═════ Given information

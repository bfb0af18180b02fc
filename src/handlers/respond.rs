// Turns page results into HTML or JSON responses
use axum::{
    http::StatusCode,
    response::{Html, IntoResponse, Redirect, Response},
};
use handlebars::RenderError;

use crate::error::ConsoleError;
use crate::middleware::{ApiResponse, PageFormat, Session};
use crate::services::{GateOutcome, GateRun};
use crate::state::AppState;
use crate::views::Page;

fn document(status: StatusCode, rendered: Result<String, RenderError>) -> Response {
    match rendered {
        Ok(html) => (status, Html(html)).into_response(),
        Err(e) => {
            tracing::error!("Failed to render page: {}", e);
            (StatusCode::INTERNAL_SERVER_ERROR, "Failed to render page").into_response()
        }
    }
}

pub fn render<P: Page>(state: &AppState, session: &Session, format: PageFormat, status: StatusCode, page: P) -> Response {
    match format {
        PageFormat::Json => ApiResponse::with_status(page, status).into_response(),
        PageFormat::Html => document(status, state.pages.page(&page, session.principal())),
    }
}

/// Inline error in place of the page body
pub fn failure(
    state: &AppState,
    session: &Session,
    format: PageFormat,
    nav: &'static str,
    context: &str,
    error: ConsoleError,
) -> Response {
    match format {
        PageFormat::Json => error.into_response(),
        PageFormat::Html => {
            let status = StatusCode::from_u16(error.status_code()).unwrap_or(StatusCode::INTERNAL_SERVER_ERROR);
            let rendered = state.pages.error(
                nav,
                context,
                &error,
                &state.config.auth.login_url,
                session.principal(),
            );
            document(status, rendered)
        }
    }
}

/// Browsers follow the onboarding redirect; JSON callers get `TenantAbsent` with the path instead
pub fn gated<P: Page>(
    state: &AppState,
    session: &Session,
    format: PageFormat,
    nav: &'static str,
    context: &str,
    run: GateRun<P>,
) -> Response {
    match (run.outcome, format) {
        (GateOutcome::Success(page), _) => render(state, session, format, StatusCode::OK, page),
        (GateOutcome::Error(error), _) => failure(state, session, format, nav, context, error),
        (GateOutcome::Redirecting(target), PageFormat::Html) => Redirect::to(&target).into_response(),
        (GateOutcome::Redirecting(target), PageFormat::Json) => {
            ConsoleError::TenantAbsent { onboarding_path: target }.into_response()
        }
    }
}
use jsonwebtoken::{encode, EncodingKey, Header};
use serde::{Deserialize, Serialize};

/// Claims carried by the auth provider's session token.
/// `sub` is the principal id; `aud` is checked only when an audience is configured.
#[derive(Debug, Clone, Serialize, Deserialize)]
pub struct SessionClaims {
    pub sub: String,
    #[serde(default, skip_serializing_if = "Option::is_none")]
    pub email: Option<String>,
    #[serde(default, skip_serializing_if = "Option::is_none")]
    pub aud: Option<String>,
    pub exp: i64,
    #[serde(default)]
    pub iat: i64,
}

impl SessionClaims {
    pub fn new(sub: impl Into<String>, email: Option<String>, ttl: chrono::Duration) -> Self {
        let now = chrono::Utc::now();
        Self {
            sub: sub.into(),
            email,
            aud: None,
            exp: (now + ttl).timestamp(),
            iat: now.timestamp(),
        }
    }

    pub fn with_audience(mut self, aud: impl Into<String>) -> Self {
        self.aud = Some(aud.into());
        self
    }
}

#[derive(Debug, thiserror::Error)]
pub enum JwtError {
    #[error("JWT generation error: {0}")]
    TokenGeneration(String),
    #[error("Invalid JWT secret")]
    InvalidSecret,
}

/// Mint an HS256 session token the way the auth provider does (local tooling and tests)
pub fn issue_session_token(claims: &SessionClaims, secret: &str) -> Result<String, JwtError> {
    if secret.is_empty() {
        return Err(JwtError::InvalidSecret);
    }

    let encoding_key = EncodingKey::from_secret(secret.as_bytes());
    encode(&Header::default(), claims, &encoding_key).map_err(|e| JwtError::TokenGeneration(e.to_string()))
}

══════════

*What the exercise asks*
The records above should be repeated exactly. Print them all.

*Result below*
repository bfb0af18180b02fc
filename src/handlers/respond.rs
// Turns page results into HTML or JSON responses
use axum::{
    http::StatusCode,
    response::{Html, IntoResponse, Redirect, Response},
};
use handlebars::RenderError;

use crate::error::ConsoleError;
use crate::middleware::{ApiResponse, PageFormat, Session};
use crate::services::{GateOutcome, GateRun};
use crate::state::AppState;
use crate::views::Page;

fn document(status: StatusCode, rendered: Result<String, RenderError>) -> Response {
    match rendered {
        Ok(html) => (status, Html(html)).into_response(),
        Err(e) => {
            tracing::error!("Failed to render page: {}", e);
            (StatusCode::INTERNAL_SERVER_ERROR, "Failed to render page").into_response()
        }
    }
}

pub fn render<P: Page>(state: &AppState, session: &Session, format: PageFormat, status: StatusCode, page: P) -> Response {
    match format {
        PageFormat::Json => ApiResponse::with_status(page, status).into_response(),
        PageFormat::Html => document(status, state.pages.page(&page, session.principal())),
    }
}

/// Inline error in place of the page body
pub fn failure(
    state: &AppState,
    session: &Session,
    format: PageFormat,
    nav: &'static str,
    context: &str,
    error: ConsoleError,
) -> Response {
    match format {
        PageFormat::Json => error.into_response(),
        PageFormat::Html => {
            let status = StatusCode::from_u16(error.status_code()).unwrap_or(StatusCode::INTERNAL_SERVER_ERROR);
            let rendered = state.pages.error(
                nav,
                context,
                &error,
                &state.config.auth.login_url,
                session.principal(),
            );
            document(status, rendered)
        }
    }
}

/// Browsers follow the onboarding redirect; JSON callers get `TenantAbsent` with the path instead
pub fn gated<P: Page>(
    state: &AppState,
    session: &Session,
    format: PageFormat,
    nav: &'static str,
    context: &str,
    run: GateRun<P>,
) -> Response {
    match (run.outcome, format) {
        (GateOutcome::Success(page), _) => render(state, session, format, StatusCode::OK, page),
        (GateOutcome::Error(error), _) => failure(state, session, format, nav, context, error),
        (GateOutcome::Redirecting(target), PageFormat::Html) => Redirect::to(&target).into_response(),
        (GateOutcome::Redirecting(target), PageFormat::Json) => {
            ConsoleError::TenantAbsent { onboarding_path: target }.into_response()
        }
    }
}
use jsonwebtoken::{encode, EncodingKey, Header};
use serde::{Deserialize, Serialize};

/// Claims carried by the auth provider's session token.
/// `sub` is the principal id; `aud` is checked only when an audience is configured.
#[derive(Debug, Clone, Serialize, Deserialize)]
pub struct SessionClaims {
    pub sub: String,
    #[serde(default, skip_serializing_if = "Option::is_none")]
    pub email: Option<String>,
    #[serde(default, skip_serializing_if = "Option::is_none")]
    pub aud: Option<String>,
    pub exp: i64,
    #[serde(default)]
    pub iat: i64,
}

impl SessionClaims {
    pub fn new(sub: impl Into<String>, email: Option<String>, ttl: chrono::Duration) -> Self {
        let now = chrono::Utc::now();
        Self {
            sub: sub.into(),
            email,
            aud: None,
            exp: (now + ttl).timestamp(),
            iat: now.timestamp(),
        }
    }

    pub fn with_audience(mut self, aud: impl Into<String>) -> Self {
        self.aud = Some(aud.into());
        self
    }
}

#[derive(Debug, thiserror::Error)]
pub enum JwtError {
    #[error("JWT generation error: {0}")]
    TokenGeneration(String),
    #[error("Invalid JWT secret")]
    InvalidSecret,
}

/// Mint an HS256 session token the way the auth provider does (local tooling and tests)
pub fn issue_session_token(claims: &SessionClaims, secret: &str) -> Result<String, JwtError> {
    if secret.is_empty() {
        return Err(JwtError::InvalidSecret);
    }

    let encoding_key = EncodingKey::from_secret(secret.as_bytes());
    encode(&Header::default(), claims, &encoding_key).map_err(|e| JwtError::TokenGeneration(e.to_string()))
}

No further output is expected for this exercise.